There, the court declared her innocent and ordered her release. Police then brought her to Gorkha where the district court again said on 2 June that she should be freed. But police once more dragged her to the Lalitpur District Court where she was again ordered to be released.
In a pattern that had by then become familiar, she was rearrested and presented at the Kathmandu District Court which again released her without bail on 11 June. After that, police got her tried in courts in Bhojpur, Sankhuwasabha, Dharan and Saptari courts until Uma’s niece Pratima Bhujel appealed directly to the Supreme Court.
At the Supreme Court, Bhujel made three requests: that she not be handed from one district to another, to be tried in front of the Supreme Court, and not to be ever arrested again without reason. On the 23 August, the Supreme Court issued Nepal Police 24 hours to show cause.
The bench of Justices Om Prakash Mishra and Bamkumar Shrestha said, “Personal freedom cannot be restricted except in accordance with the rule of law. The petitioner cannot be considered to be in judicial custody as there is no proper and sufficient basis and reason of keeping her in custody and conducting an investigation.’
On 30 August Uma Bhujel was finally ordered to be released from her jail cell in Sunsari. However, as she was being taken out she escaped, and has been underground since.
All this is nothing new for Bhujel. During the war, she was captured in 1998 in Tandrang of Gorkha, and was in jail for one year where she was tortured. She made a jail break and was captured again.
She has written about her dramatic jail break in the book ‘Historical Gorkha Jailbreak’. There have been documentaries and features films made about her life. After the ceasefire, she joined the Youth Communist League (YCL), the strong arm of the Maoist party.

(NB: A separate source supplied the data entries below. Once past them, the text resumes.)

//! Adapters: concrete implementations of the hexagonal port traits.
//!
//! | Adapter      | Implements          | Connects to                 |
//! |--------------|---------------------|-----------------------------|
//! | `hardware`   | Platform (all)      | Delegates to the adapters   |
//! | `http`       | HttpPort            | ESP-IDF HTTP client         |
//! | `log_sink`   | Communicator        | Serial log output           |
//! | `multicast`  | CommandChannelPort  | UDP multicast socket (lwIP) |
//! | `nvs`        | StoragePort         | NVS / in-memory store       |
//! | `ota_flash`  | FlashPort           | Inactive OTA slot (esp-ota) |
//! | `system`     | SystemPort          | Timer, reset, error LED     |
//! | `wifi`       | NetworkPort         | ESP-IDF WiFi STA            |

pub mod device_id;
pub mod hardware;
pub mod http;
pub mod log_sink;
pub mod multicast;
pub mod nvs;
pub mod ota_flash;
pub mod system;
pub mod wifi;
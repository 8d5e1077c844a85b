//! Node configuration parameters
//!
//! All tunable parameters for the sensor node.  Defaults are compiled in;
//! a persisted copy in the key-value store overrides them.

use std::net::Ipv4Addr;

use log::{info, warn};
use serde::{Deserialize, Serialize};

use crate::app::ports::{ConfigError, StoragePort};

const CONFIG_NAMESPACE: &str = "node";
const CONFIG_KEY: &str = "nodecfg";
const MAX_BLOB_SIZE: usize = 1024;

/// Core node configuration
#[derive(Debug, Clone, PartialEq, Serialize, Deserialize)]
#[serde(default)]
pub struct NodeConfig {
    // --- WiFi ---
    pub ssid: String,
    pub password: String,
    /// DNS servers applied together with a restored static assignment
    pub primary_dns: [u8; 4],
    pub secondary_dns: [u8; 4],

    // --- Provisioning ---
    /// Name lookup URL prefix; the MAC (with `_` separators) is appended
    pub name_service_url: String,
    /// Firmware URL prefix; `<name>.version` / `<name>.bin` are appended
    pub firmware_base_url: String,

    // --- Command channel ---
    pub command_group: [u8; 4],
    pub command_port: u16,

    // --- Acquisition / reconnect ---
    /// Failed polls tolerated before the initial association gives up
    pub acquire_attempts: u32,
    pub acquire_poll_ms: u32,
    /// Reconnect attempts tolerated before a reboot
    pub reconnect_retries: u32,
    /// Backoff unit; attempt `n` waits `n * reconnect_base_delay_ms`
    pub reconnect_base_delay_ms: u32,

    // --- Timing ---
    pub watchdog_timeout_ms: u32,
    pub http_connect_timeout_ms: u32,
    pub http_data_timeout_ms: u32,
    /// Target main-loop period
    pub loop_interval_ms: u32,
    pub ota_chunk_size: usize,

    // --- Diagnostics ---
    /// Error LED GPIO, or -1 for none
    pub err_led_gpio: i32,
    /// 0 = info, 1 = warn, 2 = error
    pub debug_level: u8,
}

impl Default for NodeConfig {
    fn default() -> Self {
        Self {
            ssid: option_env!("NODE_WIFI_SSID").unwrap_or_default().to_string(),
            password: option_env!("NODE_WIFI_PASSWORD").unwrap_or_default().to_string(),
            primary_dns: [192, 168, 188, 1],
            secondary_dns: [8, 8, 8, 8],

            name_service_url: "http://192.168.188.250/esp/".to_string(),
            firmware_base_url: "http://192.168.188.250/esp/firmware/".to_string(),

            command_group: [239, 1, 23, 42],
            command_port: 2323,

            acquire_attempts: 10,
            acquire_poll_ms: 500,
            reconnect_retries: 6,
            reconnect_base_delay_ms: 1000,

            watchdog_timeout_ms: 15_000,
            http_connect_timeout_ms: 500,
            http_data_timeout_ms: 1000,
            loop_interval_ms: 1000,
            ota_chunk_size: 1024,

            err_led_gpio: -1,
            debug_level: 0,
        }
    }
}

impl NodeConfig {
    pub fn command_group(&self) -> Ipv4Addr {
        Ipv4Addr::from(self.command_group)
    }

    pub fn primary_dns(&self) -> Ipv4Addr {
        Ipv4Addr::from(self.primary_dns)
    }

    pub fn secondary_dns(&self) -> Ipv4Addr {
        Ipv4Addr::from(self.secondary_dns)
    }

    pub fn log_level(&self) -> log::LevelFilter {
        match self.debug_level {
            0 => log::LevelFilter::Info,
            1 => log::LevelFilter::Warn,
            _ => log::LevelFilter::Error,
        }
    }

    /// Range-check every field.  Invalid values are rejected, not clamped.
    pub fn validate(&self) -> Result<(), ConfigError> {
        validate_ssid(&self.ssid)?;
        validate_password(&self.password)?;
        if !self.command_group().is_multicast() {
            return Err(ConfigError::ValidationFailed(
                "command_group must be a multicast address",
            ));
        }
        if self.command_port == 0 {
            return Err(ConfigError::ValidationFailed("command_port must be non-zero"));
        }
        if !self.name_service_url.starts_with("http://") {
            return Err(ConfigError::ValidationFailed(
                "name_service_url must be a plain http:// URL",
            ));
        }
        if !self.firmware_base_url.starts_with("http://") {
            return Err(ConfigError::ValidationFailed(
                "firmware_base_url must be a plain http:// URL",
            ));
        }
        if !(1..=100).contains(&self.acquire_attempts) {
            return Err(ConfigError::ValidationFailed("acquire_attempts must be 1–100"));
        }
        if !(50..=10_000).contains(&self.acquire_poll_ms) {
            return Err(ConfigError::ValidationFailed("acquire_poll_ms must be 50–10000"));
        }
        if !(1..=20).contains(&self.reconnect_retries) {
            return Err(ConfigError::ValidationFailed("reconnect_retries must be 1–20"));
        }
        if !(100..=10_000).contains(&self.reconnect_base_delay_ms) {
            return Err(ConfigError::ValidationFailed(
                "reconnect_base_delay_ms must be 100–10000",
            ));
        }
        if !(100..=10_000).contains(&self.loop_interval_ms) {
            return Err(ConfigError::ValidationFailed("loop_interval_ms must be 100–10000"));
        }
        if !(1000..=120_000).contains(&self.watchdog_timeout_ms) {
            return Err(ConfigError::ValidationFailed(
                "watchdog_timeout_ms must be 1000–120000",
            ));
        }
        // The slowest single step of the loop must fit inside one watchdog period.
        let longest_backoff = self.reconnect_retries * self.reconnect_base_delay_ms;
        if longest_backoff >= self.watchdog_timeout_ms {
            return Err(ConfigError::ValidationFailed(
                "reconnect backoff must stay below watchdog_timeout_ms",
            ));
        }
        if self.http_connect_timeout_ms + self.http_data_timeout_ms >= self.watchdog_timeout_ms {
            return Err(ConfigError::ValidationFailed(
                "http timeouts must stay below watchdog_timeout_ms",
            ));
        }
        if !(256..=16_384).contains(&self.ota_chunk_size) {
            return Err(ConfigError::ValidationFailed("ota_chunk_size must be 256–16384"));
        }
        if self.debug_level > 2 {
            return Err(ConfigError::ValidationFailed("debug_level must be 0–2"));
        }
        Ok(())
    }

    /// Load the persisted config, falling back to defaults on absence,
    /// corruption, or a stored copy that no longer validates.
    pub fn load_or_default(storage: &impl StoragePort) -> Self {
        let mut buf = [0u8; MAX_BLOB_SIZE];
        let len = match storage.read(CONFIG_NAMESPACE, CONFIG_KEY, &mut buf) {
            Ok(len) => len,
            Err(_) => {
                info!("NodeConfig: no stored config, using defaults");
                return Self::default();
            }
        };
        match postcard::from_bytes::<Self>(&buf[..len]) {
            Ok(cfg) if cfg.validate().is_ok() => {
                info!("NodeConfig: loaded stored config ({} bytes)", len);
                cfg
            }
            Ok(_) => {
                warn!("NodeConfig: stored config failed validation, using defaults");
                Self::default()
            }
            Err(_) => {
                warn!("NodeConfig: stored config corrupted, using defaults");
                Self::default()
            }
        }
    }

    /// Validate and persist.
    pub fn save(&self, storage: &mut impl StoragePort) -> Result<(), ConfigError> {
        self.validate()?;
        let bytes = postcard::to_allocvec(self).map_err(|_| ConfigError::IoError)?;
        storage
            .write(CONFIG_NAMESPACE, CONFIG_KEY, &bytes)
            .map_err(|_| ConfigError::IoError)?;
        info!("NodeConfig: saved ({} bytes)", bytes.len());
        Ok(())
    }

    /// Active configuration as JSON with the WiFi password redacted.
    pub fn to_json(&self) -> String {
        let mut shown = self.clone();
        if !shown.password.is_empty() {
            shown.password = "***".to_string();
        }
        serde_json::to_string(&shown).unwrap_or_default()
    }

    pub fn from_json(json: &str) -> Result<Self, ConfigError> {
        let cfg: Self = serde_json::from_str(json).map_err(|_| ConfigError::Corrupted)?;
        cfg.validate()?;
        Ok(cfg)
    }

    /// Active config for this boot.
    ///
    /// A build-time JSON override (`SENSORNODE_CONFIG`) that validates is
    /// written to flash when it differs from the stored copy and wins. An
    /// override that does not parse or validate is ignored with a warning.
    pub fn provision(storage: &mut impl StoragePort, overrides: Option<&str>) -> Self {
        let stored = Self::load_or_default(storage);
        let Some(json) = overrides else {
            return stored;
        };
        match Self::from_json(json) {
            Ok(cfg) if cfg == stored => cfg,
            Ok(cfg) => {
                if let Err(e) = cfg.save(storage) {
                    warn!("NodeConfig: build-time config not persisted: {}", e);
                }
                cfg
            }
            Err(e) => {
                warn!("NodeConfig: build-time config rejected: {}", e);
                stored
            }
        }
    }
}

// ───────────────────────────────────────────────────────────────
// Credential validation
// ───────────────────────────────────────────────────────────────

fn is_printable_ascii(s: &str) -> bool {
    s.bytes().all(|b| (0x20..=0x7E).contains(&b))
}

/// Empty is accepted (no credentials baked in); otherwise 1-32 printable bytes.
fn validate_ssid(ssid: &str) -> Result<(), ConfigError> {
    if ssid.len() > 32 || !is_printable_ascii(ssid) {
        return Err(ConfigError::ValidationFailed(
            "ssid must be at most 32 printable ASCII bytes",
        ));
    }
    Ok(())
}

fn validate_password(password: &str) -> Result<(), ConfigError> {
    if password.is_empty() {
        return Ok(());
    }
    if password.len() < 8 || password.len() > 64 {
        return Err(ConfigError::ValidationFailed(
            "password must be 8-64 bytes for WPA2, or empty for open",
        ));
    }
    Ok(())
}
//! Error-indicator LED driver.
//!
//! One GPIO, active high.  A blink period is 500 ms off then 500 ms on, so
//! a halted node shows a steady 1 Hz flash.
//!
//! ## Dual-target design
//!
//! Generic over [`OutputPin`]: on ESP-IDF a `PinDriver` output, on host a
//! test pin.  Delays come from the caller's [`DelayNs`].

use embedded_hal::delay::DelayNs;
use embedded_hal::digital::OutputPin;

const HALF_PERIOD_MS: u32 = 500;

pub struct StatusLed<P: OutputPin> {
    pin: P,
    lit: bool,
    blinks: u32,
}

impl<P: OutputPin> StatusLed<P> {
    pub fn new(pin: P) -> Self {
        Self {
            pin,
            lit: false,
            blinks: 0,
        }
    }

    pub fn set(&mut self, on: bool) {
        // Pin errors are not actionable from the halt loop.
        let _ = if on {
            self.pin.set_high()
        } else {
            self.pin.set_low()
        };
        self.lit = on;
    }

    /// One error-indication period.
    pub fn blink(&mut self, delay: &mut impl DelayNs) {
        self.set(false);
        delay.delay_ms(HALF_PERIOD_MS);
        self.set(true);
        delay.delay_ms(HALF_PERIOD_MS);
        self.blinks = self.blinks.wrapping_add(1);
    }

    pub fn is_lit(&self) -> bool {
        self.lit
    }

    pub fn blinks(&self) -> u32 {
        self.blinks
    }
}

As a reward, the Maoist party nominated her from the proportional representation seat for the Constituent Assembly after the 2008 elections. After the UML and the Maoist joined up for the 2017 elections, she sided with the Netra Bikram Chand (Biplav) faction of the Maoists because she felt her erstwhile comrades had betrayed the revolution.
The Biplav faction set off explosions and went on a spree destroying mobile phone towers across the country in 2019.
Uma Bhujel said in an interview in 2008: “I will keep fighting for an inclusive Nepal, for special rights for women. Equal division of parental property, and to continue to struggle against feudalism.